Cannabis : le Maroc franchit une étape majeure avec l’exportation d’un extrait pharmaceutique certifié GMP

Cannabis : le Maroc franchit une étape majeure avec l’exportation d’un extrait pharmaceutique certifié GMP

Rabat. L’industrie pharmaceutique marocaine vient de marquer un tournant historique. Cannaflex Maroc et le laboratoire Sothema ont annoncé avoir réalisé la toute première exportation d’un extrait de cannabis produit au Maroc, certifié conformément aux bonnes pratiques de fabrication (GMP, selon le sigle anglais). Cette opération a eu lieu en novembre 2024 et concerne un extrait pharmaceutique destiné à un client international dont le nom n’a pas été divulgué.

La certification GMP, délivrée par les autorités sanitaires compétentes, garantit que le produit a été fabriqué dans le respect des normes les plus strictes de qualité, de traçabilité et de sécurité. Pour le Maroc, cette exportation constitue une première dans le domaine du cannabis à usage médical et industriel.

Une avancée réglementaire et industrielle

Cette exportation s’inscrit dans le cadre de la loi 21-18 relative aux usages licites du cannabis, adoptée en 2021. Ce texte a permis la création d’une filière légale encadrée par l’Agence nationale de réglementation des activités relatives au cannabis (ANRAC). Depuis, plusieurs coopératives et opérateurs privés ont obtenu des licences pour la culture, la transformation et l’exportation de produits dérivés.

Le complexe industriel de Cannaflex Maroc, situé à Berkane, est l’un des premiers au Maroc à obtenir cette certification GMP pour la production d’extraits standardisés. Sothema, de son côté, est un laboratoire pharmaceutique national de premier plan, spécialisé dans la fabrication de médicaments génériques et de produits innovants.

Les caractéristiques techniques de l’extrait exporté

L’extrait exporté est un produit pharmaceutique standardisé contenant des cannabinoïdes spécifiques, notamment le CBD (cannabidiol) et le CBG (cannabigérol). Ces molécules sont utilisées dans la recherche clinique et dans la formulation de médicaments destinés au traitement de certaines pathologies, telles que l’épilepsie réfractaire, la douleur chronique ou les troubles anxieux. L’extrait est conditionné sous forme de matière première active (API) destinée à être intégrée dans des médicaments par les clients étrangers.
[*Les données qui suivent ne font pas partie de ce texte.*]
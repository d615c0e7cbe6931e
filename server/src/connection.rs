use actix::{
    Actor, ActorContext, ActorFutureExt, AsyncContext, Handler, Message, Running, StreamHandler,
    WrapFuture,
};
use actix_web::{web, Error, HttpRequest, HttpResponse};
use actix_web_actors::ws;

use system::uuid::Uuid;
use system::{ClientEvent, ConnectionId, ServerEvent};

use crate::connection_tx_storage::ConnectionTx;
use crate::server::ServerTx;

const EGRESS_BUFFER: usize = 32;

#[derive(Debug)]
pub enum ConnectionCommand {
    Connect {
        connection_id: ConnectionId,
        tx: ConnectionTx,
    },
    Disconnect {
        from: ConnectionId,
    },
    ClientEvent {
        from: ConnectionId,
        event: ClientEvent,
    },
}

#[derive(Message)]
#[rtype(result = "()")]
struct ConnectionActorMessage(ServerEvent);

enum ConnectionState {
    Idle,
    Connecting,
    Registered,
    Closed,
}

struct ConnectionActor {
    connection_id: ConnectionId,
    state: ConnectionState,
    srv_tx: ServerTx,
}

impl ConnectionActor {
    /// Hands a decoded frame to the server loop. The actor waits for room in
    /// the channel before reading the next frame, so a busy server slows the
    /// socket down instead of losing events.
    fn forward(&mut self, text: &str, ctx: &mut ws::WebsocketContext<Self>) {
        let from = self.connection_id;
        let event = match ClientEvent::from_json(text) {
            Ok(event) => event,
            Err(err) => {
                log::warn!("Undecodable frame from {}: {}", from, err);
                return;
            }
        };
        log::debug!("Ingress {} {:?}", from, event);
        let srv_tx = self.srv_tx.clone();
        ctx.wait(
            async move {
                srv_tx
                    .send(ConnectionCommand::ClientEvent { from, event })
                    .await
            }
            .into_actor(self)
            .map(move |res, _act, ctx| {
                if res.is_err() {
                    log::error!("Server is gone, closing connection {}", from);
                    ctx.stop();
                }
            }),
        );
    }
}

impl Actor for ConnectionActor {
    type Context = ws::WebsocketContext<Self>;

    fn started(&mut self, ctx: &mut Self::Context) {
        let (tx, mut rx) = tokio::sync::mpsc::channel::<ServerEvent>(EGRESS_BUFFER);

        let connection_id = self.connection_id;
        let srv_tx = self.srv_tx.clone();
        self.state = ConnectionState::Connecting;
        // frames that arrive meanwhile are held until the server knows us
        ctx.wait(
            async move {
                srv_tx
                    .send(ConnectionCommand::Connect { connection_id, tx })
                    .await
            }
            .into_actor(self)
            .map(move |res, act, ctx| match res {
                Ok(()) => act.state = ConnectionState::Registered,
                Err(_) => {
                    log::error!("Cannot register connection {}", connection_id);
                    act.state = ConnectionState::Closed;
                    ctx.stop();
                }
            }),
        );

        let addr = ctx.address().recipient();

        actix::spawn(async move {
            log::debug!("connection egress task - started");
            while let Some(event) = rx.recv().await {
                addr.do_send(ConnectionActorMessage(event));
            }
            log::debug!("connection egress task - terminated");
        });
    }

    fn stopping(&mut self, _: &mut Self::Context) -> Running {
        if let ConnectionState::Connecting | ConnectionState::Registered = self.state {
            // the server loop must hear about every disconnect, so wait for room
            let srv_tx = self.srv_tx.clone();
            let from = self.connection_id;
            actix::spawn(async move {
                if srv_tx
                    .send(ConnectionCommand::Disconnect { from })
                    .await
                    .is_err()
                {
                    log::warn!("Server is gone before disconnect of {}", from);
                }
            });
        }
        self.state = ConnectionState::Closed;

        Running::Stop
    }
}

/// Ingress
impl StreamHandler<Result<ws::Message, ws::ProtocolError>> for ConnectionActor {
    fn handle(&mut self, msg: Result<ws::Message, ws::ProtocolError>, ctx: &mut Self::Context) {
        match msg {
            Ok(ws::Message::Ping(msg)) => ctx.pong(&msg),
            Ok(ws::Message::Text(text)) => self.forward(&text, ctx),
            Ok(ws::Message::Binary(bin)) => match std::str::from_utf8(&bin) {
                Ok(text) => self.forward(text, ctx),
                Err(_) => log::warn!("Ignoring non UTF-8 binary frame"),
            },
            Ok(ws::Message::Close(reason)) => {
                ctx.close(reason);
                ctx.stop();
            }
            Ok(_) => (),
            Err(err) => {
                log::warn!("WebSocket protocol error: {}", err);
                ctx.stop();
            }
        }
    }
}

/// Egress
impl Handler<ConnectionActorMessage> for ConnectionActor {
    type Result = ();

    fn handle(
        &mut self,
        msg: ConnectionActorMessage,
        ctx: &mut ws::WebsocketContext<Self>,
    ) -> Self::Result {
        let event = msg.0;
        log::debug!("Egress {} {:?}", self.connection_id, event);
        match event.to_json() {
            Ok(json) => ctx.text(json),
            Err(err) => log::error!("Cannot encode {:?}: {}", event, err),
        }
    }
}

pub async fn ws_index(
    req: HttpRequest,
    stream: web::Payload,
    srv_tx: web::Data<ServerTx>,
) -> Result<HttpResponse, Error> {
    ws::start(
        ConnectionActor {
            connection_id: Uuid::new_v4(),
            state: ConnectionState::Idle,
            srv_tx: srv_tx.get_ref().clone(),
        },
        &req,
        stream,
    )
}
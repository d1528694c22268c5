//! Tests for daemon CLI parsing.

use super::*;
use rstest::rstest;

#[test]
fn cli_parses_defaults() {
    let cli = Cli::parse_from(["syncd"]);
    assert!(cli.config.is_none());
    assert!(cli.sync_interval.is_none());
    assert!(cli.manifest_git_repository.is_none());
    assert!(cli.armored_keyring.is_none());
    assert!(cli.destination_chart_repository.is_none());
    assert!(cli.mainline_branch.is_none());
    assert!(cli.command_timeout.is_none());
    assert!(!cli.once);
    assert_eq!(cli.verbosity, 0);
    assert!(!cli.quiet);
}

#[test]
fn cli_parses_daemon_flags() {
    let cli = Cli::parse_from([
        "syncd",
        "--sync-interval",
        "30",
        "--manifest-git-repository",
        "https://git.example.test/manifest.git",
        "--armored-keyring",
        "/etc/syncd/release.asc",
        "--source-registry",
        "registry.src.test",
        "--destination-registry",
        "registry.dst.test",
        "--source-chart-repository",
        "https://charts.src.test",
        "--destination-chart-repository",
        "https://charts.dst.test",
        "--source-yggdrasil-git-repository",
        "https://git.src.test/y.git",
        "--destination-yggdrasil-git-repository",
        "https://git.dst.test/y.git",
    ]);
    assert_eq!(cli.sync_interval, Some(30));
    assert_eq!(
        cli.manifest_git_repository.as_deref(),
        Some("https://git.example.test/manifest.git")
    );
    assert_eq!(
        cli.armored_keyring,
        Some(Utf8PathBuf::from("/etc/syncd/release.asc"))
    );
    assert_eq!(cli.source_registry.as_deref(), Some("registry.src.test"));
    assert_eq!(cli.destination_registry.as_deref(), Some("registry.dst.test"));
    assert_eq!(
        cli.destination_yggdrasil_git_repository.as_deref(),
        Some("https://git.dst.test/y.git")
    );
}

#[test]
fn cli_parses_once_and_config() {
    let cli = Cli::parse_from(["syncd", "--config", "/etc/syncd/syncd.toml", "--once"]);
    assert!(cli.once);
    assert_eq!(cli.config, Some(Utf8PathBuf::from("/etc/syncd/syncd.toml")));
}

#[rstest]
#[case::single(&["syncd", "-v"], 1)]
#[case::double(&["syncd", "-vv"], 2)]
#[case::long(&["syncd", "--verbose", "--verbose"], 2)]
fn cli_counts_verbosity(#[case] args: &[&str], #[case] expected: u8) {
    let cli = Cli::parse_from(args);
    assert_eq!(cli.verbosity, expected);
}

#[test]
fn cli_rejects_verbose_with_quiet() {
    let result = Cli::try_parse_from(["syncd", "-v", "-q"]);
    assert!(result.is_err());
}

#[test]
fn cli_rejects_non_numeric_interval() {
    let result = Cli::try_parse_from(["syncd", "--sync-interval", "soon"]);
    assert!(result.is_err());
}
Selon les responsables des deux entreprises, l’exportation a été précédée de plusieurs audits réalisés par des organismes de certification internationaux. Le produit final a été soumis à des tests de pureté, de stabilité et de concentration, conformément aux normes pharmaceutiques en vigueur.

Implications économiques et perspectives pour le secteur

Cette première exportation ouvre des perspectives prometteuses pour l’économie marocaine. Le Maroc ambitionne de devenir un pôle régional de production de cannabis médical et industriel, en s’appuyant sur des savoir-faire locaux et des infrastructures modernes. La filière, qui emploie déjà plusieurs milliers de personnes dans les régions du Rif, pourrait générer à terme des recettes d’exportation significatives.

Selon des estimations officielles, le marché mondial du cannabis médical devrait atteindre plusieurs dizaines de milliards de dollars d’ici 2030. Le Maroc entend capter une part de ce marché, notamment grâce à la certification GMP qui constitue un sésame pour les clients européens et nord-américains.

Les autorités marocaines accompagnent cette dynamique via des mesures de soutien technique et financier destinées aux coopératives locales. Par ailleurs, des discussions sont en cours pour harmoniser les normes marocaines avec les standards internationaux, notamment ceux de l’Union européenne et de l’Organisation mondiale de la santé.

Cette avancée majeure intervient alors que plusieurs pays africains, comme l’Afrique du Sud, l’Éthiopie et le Lesotho, développent également des filières de cannabis médical. Le Maroc, fort de son historique de production traditionnelle et de ses infrastructures modernes, se positionne comme un leader potentiel sur le continent.

Dans les prochains mois, d’autres exportations sont attendues de la part d’opérateurs agréés, notamment dans les régions de Taounate, Al Hoceïma et Chefchaouen. L’ANRAC a indiqué que plus de 200 licences de culture ont été délivrées à ce jour, et que les premières récoltes légales ont été transformées en 2024. La montée en puissance de la filière devrait se poursuivre en 2025, avec le lancement de nouveaux projets industriels et de partenariats internationaux.